DAD: wat am i chopped liver
CHOPPED LIVER: [in this joke imagine choped liver is a sentiemt being] wat the hell is that suposed to mean phil

@Reverend_Banjo

It’s actually only “Frankenstein” if it’s created in the Frankenstein region of France. Otherwise, it’s a sparkling monster.

@HavocMantis

FACT: When a dog barks at you, it’s actually their skeleton barking.

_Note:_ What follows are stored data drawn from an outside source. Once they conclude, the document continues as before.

//! Derived artifact names.
//!
//! Every name here is a pure function of its base, so recomputing it finds the artifact a previous
//! run created. That is what makes create-or-reuse possible.

use crate::naming::matching::short_name;

pub const MATERIAL_SUFFIX: &str = "_MTL";
pub const FACE_MATERIAL_SUFFIX: &str = "_Face_MTL";
pub const SHADING_GROUP_SUFFIX: &str = "SG";
pub const SHAPE_SUFFIX: &str = "Shape";

/// What a material is being created for.
#[derive(Clone, Copy, Debug, PartialEq, Eq)]
pub enum MaterialTarget {
    Objects,
    Faces,
}

/// `<base>_MTL` or `<base>_Face_MTL`, using the base's leaf name.
pub fn material_name(base: &str, target: MaterialTarget) -> String {
    let suffix = match target {
        MaterialTarget::Objects => MATERIAL_SUFFIX,
        MaterialTarget::Faces => FACE_MATERIAL_SUFFIX,
    };
    format!("{}{suffix}", short_name(base))
}

/// `<material>SG`.
pub fn shading_group_name(material: &str) -> String {
    format!("{material}{SHADING_GROUP_SUFFIX}")
}

/// Default shape name the host gives a freshly created transform's shape.
///
/// The namespace is kept, only the DAG path is dropped.
pub fn shape_name(transform: &str) -> String {
    let leaf = transform.rsplit('|').next().unwrap_or(transform);
    format!("{leaf}{SHAPE_SUFFIX}")
}

/// Object part of a component selection such as `pCube1.f[0:3]`.
pub fn component_owner(component: &str) -> Option<&str> {
    let (owner, rest) = component.split_once('.')?;
    if owner.is_empty() || !rest.contains('[') {
        return None;
    }
    Some(owner)
}

/// `true` for face component strings (`obj.f[..]`).
pub fn is_face_component(member: &str) -> bool {
    member.contains(".f[")
}

/// Index part of a face component (`"0:3"` for `obj.f[0:3]`).
pub fn face_indices(component: &str) -> Option<&str> {
    let start = component.rfind('[')? + 1;
    let end = component[start..].find(']')? + start;
    Some(&component[start..end])
}

/// Re-target a face component onto another shape, keeping its indices.
pub fn remap_face_component(component: &str, shape: &str) -> Option<String> {
    face_indices(component).map(|idx| format!("{shape}.f[{idx}]"))
}

#[cfg(test)]
#[path = "../../tests/unit/naming/derive.rs"]
mod tests;
//! OS integration: file browser, clipboard and external program launches.

pub mod clipboard;
pub mod explorer;
pub mod launch;
use std::path::PathBuf;

use crate::foundation::core::{AttrValue, FrameRange, NodeKind};
use crate::foundation::error::{ShelfError, ShelfResult};
use crate::graph::context::HostContext;
use crate::graph::repo::{SceneGraph, shading_groups_of, shapes_of, surface_shaders_of};
use crate::naming::version::version_up_path;
use crate::template::render_path::{RENDER_GLOBALS, globals_plug};

/// Copy the timeline's playback range into the render range.
#[tracing::instrument(skip(graph, ctx))]
pub fn sync_frame_range<G: SceneGraph + ?Sized>(
    graph: &mut G,
    ctx: &HostContext,
) -> ShelfResult<FrameRange> {
    if !graph.exists(RENDER_GLOBALS) {
        return Err(ShelfError::precondition(format!(
            "'{RENDER_GLOBALS}' does not exist in the scene"
        )));
    }
    let range = ctx.playback;
    graph.set_attr(&globals_plug("startFrame")?, AttrValue::Float(range.start as f64))?;
    graph.set_attr(&globals_plug("endFrame")?, AttrValue::Float(range.end as f64))?;
    tracing::info!(start = range.start, end = range.end, "render range synced to timeline");
    Ok(range)
}

/// Replace the selection with the surface shaders of the selected objects.
#[tracing::instrument(skip(graph))]
pub fn select_shaders<G: SceneGraph + ?Sized>(graph: &mut G) -> ShelfResult<Vec<String>> {
    let objects: Vec<String> = graph
        .selection()
        .into_iter()
        .filter(|s| graph.node(s).is_some_and(|n| n.kind == NodeKind::Transform))
        .collect();
    if objects.is_empty() {
        return Err(ShelfError::precondition("select an object"));
    }

    let mut shaders: Vec<String> = Vec::new();
    for obj in &objects {
        for shape in shapes_of(graph, obj) {
            for sg in shading_groups_of(graph, &shape.name) {
                for shader in surface_shaders_of(graph, &sg.name) {
                    if !shaders.contains(&shader.name) {
                        shaders.push(shader.name);
                    }
                }
            }
        }
    }
    if shaders.is_empty() {
        return Err(ShelfError::precondition(
            "no shaders found attached to the selected object(s)",
        ));
    }
    graph.select(&shaders);
    Ok(shaders)
}

/// Move the document to its next version path.
///
/// Stops hard when the document was never saved. Writing the file is up to the caller; the
/// context is updated to point at the new path.
#[tracing::instrument(skip(ctx))]
pub fn version_up(ctx: &mut HostContext) -> ShelfResult<PathBuf> {
    let current = ctx.require_scene_path()?.to_path_buf();
    let next = version_up_path(&current)?;
    ctx.scene_path = Some(next.clone());
    ctx.recent_files.retain(|p| p != &next);
    ctx.recent_files.insert(0, next.clone());
    tracing::info!(from = %current.display(), to = %next.display(), "versioned up");
    Ok(next)
}

#[cfg(test)]
#[path = "../../tests/unit/ops/scene.rs"]
mod tests;
use super::*;

fn unit(n: usize) -> Vec<Vec2> {
    vec![Vec2::new(1.0, 1.0); n]
}

#[test]
fn cols_is_ceil_sqrt() {
    for (n, cols, rows) in [(1, 1, 1), (2, 2, 1), (4, 2, 2), (5, 3, 2), (9, 3, 3), (10, 4, 3)] {
        assert_eq!(GridShape::for_count(n), GridShape { cols, rows }, "n={n}");
    }
    assert_eq!(GridShape::for_count(0), GridShape { cols: 0, rows: 0 });
}

#[test]
fn positions_are_centered_on_origin() {
    for n in [1, 3, 5, 7, 12] {
        let layout = grid_positions(&unit(n));
        let mid = extents(&layout.positions).center();
        assert!(mid.x.abs() < 1e-9 && mid.y.abs() < 1e-9, "n={n}: {mid:?}");
    }
}

#[test]
fn cell_uses_largest_item() {
    let sizes = [Vec2::new(2.0, 1.0), Vec2::new(1.0, 4.0), Vec2::new(1.0, 1.0)];
    let layout = grid_positions(&sizes);
    assert_eq!(layout.cell, Vec2::new(2.0, 4.0));
    assert_eq!(layout.shape, GridShape { cols: 2, rows: 2 });
    // Row-major: item 1 is right of item 0, item 2 below it.
    assert_eq!(layout.positions[1] - layout.positions[0], Vec2::new(2.0, 0.0));
    assert_eq!(layout.positions[2] - layout.positions[0], Vec2::new(0.0, 4.0));
}

#[test]
fn single_item_lands_on_origin() {
    let layout = grid_positions(&[Vec2::new(3.0, 3.0)]);
    assert_eq!(layout.positions, vec![Vec2::ZERO]);
}

#[test]
fn empty_input_is_empty_layout() {
    let layout = grid_positions(&[]);
    assert!(layout.positions.is_empty());
    assert_eq!(extents(&layout.positions), Rect::ZERO);
}
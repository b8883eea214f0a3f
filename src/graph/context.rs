use std::path::{Path, PathBuf};

use crate::foundation::core::FrameRange;
use crate::foundation::error::{ShelfError, ShelfResult};

/// Host session state that lives outside the node graph.
#[derive(Clone, Debug, PartialEq, serde::Serialize, serde::Deserialize)]
#[serde(default)]
pub struct HostContext {
    /// Path of the open document; `None` until it has been saved once.
    pub scene_path: Option<PathBuf>,
    /// Project (workspace) root directory.
    pub project_root: PathBuf,
    /// Project-relative directory of the `images` file rule.
    pub images_rule: String,
    /// Current render layer as reported by the host, possibly a DAG-style path.
    pub render_layer: Option<String>,
    /// Host time unit name (`film`, `pal`, `ntsc`, ...).
    pub time_unit: String,
    /// Timeline playback range.
    pub playback: FrameRange,
    /// Most recent documents first.
    pub recent_files: Vec<PathBuf>,
}

impl Default for HostContext {
    fn default() -> Self {
        Self {
            scene_path: None,
            project_root: PathBuf::from("."),
            images_rule: "images".to_string(),
            render_layer: None,
            time_unit: "film".to_string(),
            playback: FrameRange { start: 1, end: 120 },
            recent_files: Vec::new(),
        }
    }
}

pub const DEFAULT_RENDER_LAYER: &str = "defaultRenderLayer";

impl HostContext {
    /// Saved document path, or a hard stop if the document was never saved.
    pub fn require_scene_path(&self) -> ShelfResult<&Path> {
        self.scene_path
            .as_deref()
            .filter(|p| !p.as_os_str().is_empty())
            .ok_or_else(|| {
                ShelfError::unsaved("save the scene before running this operation")
            })
    }

    /// Document file stem (`shot010` for `/proj/scenes/shot010.ma`).
    pub fn scene_name(&self) -> ShelfResult<String> {
        let path = self.require_scene_path()?;
        path.file_stem()
            .and_then(|s| s.to_str())
            .map(str::to_string)
            .ok_or_else(|| {
                ShelfError::validation(format!(
                    "scene path '{}' has no file stem",
                    path.display()
                ))
            })
    }

    /// Leaf of the current render layer, defaulting to the master layer.
    pub fn render_layer_name(&self) -> &str {
        self.render_layer
            .as_deref()
            .and_then(|l| l.rsplit('|').next())
            .filter(|l| !l.is_empty())
            .unwrap_or(DEFAULT_RENDER_LAYER)
    }

    /// Directory renders are written to (`<project>/<images rule>`).
    pub fn render_directory(&self) -> PathBuf {
        self.project_root.join(&self.images_rule)
    }

    /// The most recent document; a precondition if it no longer exists.
    pub fn most_recent_file(&self) -> ShelfResult<&Path> {
        let first = self
            .recent_files
            .first()
            .ok_or_else(|| ShelfError::precondition("no recent files found"))?;
        if !first.exists() {
            return Err(ShelfError::precondition(format!(
                "the most recent file '{}' no longer exists",
                first.display()
            )));
        }
        Ok(first)
    }
}

#[cfg(test)]
#[path = "../../tests/unit/graph/context.rs"]
mod tests;
use super::*;

fn values() -> TokenValues {
    TokenValues {
        scene: "shot010".to_string(),
        render_layer: "beauty".to_string(),
    }
}

#[test]
fn scene_token_resolves_everywhere() {
    assert_eq!(values().resolve("<scene>/<scene>").unwrap(), "shot010/shot010");
}

#[test]
fn render_layer_token_ignores_case() {
    assert_eq!(
        values().resolve("<scene>/<RenderLayer>/<RENDERLAYER>").unwrap(),
        "shot010/beauty/beauty"
    );
}

#[test]
fn templates_without_tokens_pass_through() {
    assert_eq!(values().resolve("plain/prefix").unwrap(), "plain/prefix");
    assert_eq!(values().resolve("").unwrap(), "");
}

#[test]
fn replacement_is_literal() {
    assert_eq!(replace_token_ci("<scene>", "<scene>", "$1_a").unwrap(), "$1_a");
}

#[test]
fn empty_token_is_rejected() {
    assert!(replace_token_ci("abc", "", "x").is_err());
}
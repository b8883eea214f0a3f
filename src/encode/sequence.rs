use std::path::{Path, PathBuf};

use anyhow::Context as _;

use crate::foundation::error::{ShelfError, ShelfResult};

/// Files in `dir` named `<stem>.<anything>`, sorted by name.
///
/// A missing directory is an empty sequence.
pub fn find_sequence(dir: &Path, stem: &str) -> ShelfResult<Vec<PathBuf>> {
    let entries = match std::fs::read_dir(dir) {
        Ok(entries) => entries,
        Err(e) if e.kind() == std::io::ErrorKind::NotFound => return Ok(Vec::new()),
        Err(e) => {
            return Err(anyhow::Error::new(e)
                .context(format!("read sequence directory '{}'", dir.display()))
                .into());
        }
    };

    let prefix = format!("{stem}.");
    let mut files = Vec::new();
    for entry in entries {
        let entry =
            entry.with_context(|| format!("read sequence directory '{}'", dir.display()))?;
        let name = entry.file_name();
        if name.to_str().is_some_and(|n| n.starts_with(&prefix)) && entry.path().is_file() {
            files.push(entry.path());
        }
    }
    files.sort();
    Ok(files)
}

/// Directory and file stem of a printf-style frame pattern (`/r/shot.%04d.png` -> `/r`, `shot`).
pub fn pattern_parts(pattern: &Path) -> Option<(PathBuf, String)> {
    let name = pattern.file_name()?.to_str()?;
    let idx = name.find(".%")?;
    let dir = pattern.parent().map(Path::to_path_buf).unwrap_or_default();
    Some((dir, name[..idx].to_string()))
}

/// Like [`find_sequence`] for a frame pattern, but an empty result is a precondition failure.
pub fn require_sequence(pattern: &Path) -> ShelfResult<Vec<PathBuf>> {
    let (dir, stem) = pattern_parts(pattern).ok_or_else(|| {
        ShelfError::validation(format!(
            "'{}' is not a frame pattern (expected '<name>.%0Nd.<ext>')",
            pattern.display()
        ))
    })?;
    let files = find_sequence(&dir, &stem)?;
    if files.is_empty() {
        return Err(ShelfError::precondition(format!(
            "no images found matching '{stem}' in '{}'",
            dir.display()
        )));
    }
    tracing::debug!(count = files.len(), stem, "found image sequence");
    Ok(files)
}

#[cfg(test)]
#[path = "../../tests/unit/encode/sequence.rs"]
mod tests;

PROOF: I have never seen a dog without a skeleton bark.

@jessokfine

My husband got some virtual reality goggles for christmas and so far I like them because they make him very vulnerable to attack.

@SketchesbyBoze

old ladies always walking past you like “you are glued to your phone, can’t even look up to see the beauty around you” Pam this is a Dollar Store not Notre Dame

@junejuly12

If you don’t charge your Fitbit, it can’t express disappointment in you.

@SassyChantelle

Everybody always says say “No!” to drugs, but I’m thinking that if you’re talking to drugs, it’s too late

@JasonLastname

Target can refuse you a job, but they can’t stop you from asking the guests in dressing rooms if everything’s fitting ok

@Elizasoul80

I don’t want to be with someone who will finish my sentences. I want to be with someone who will finish the dishes.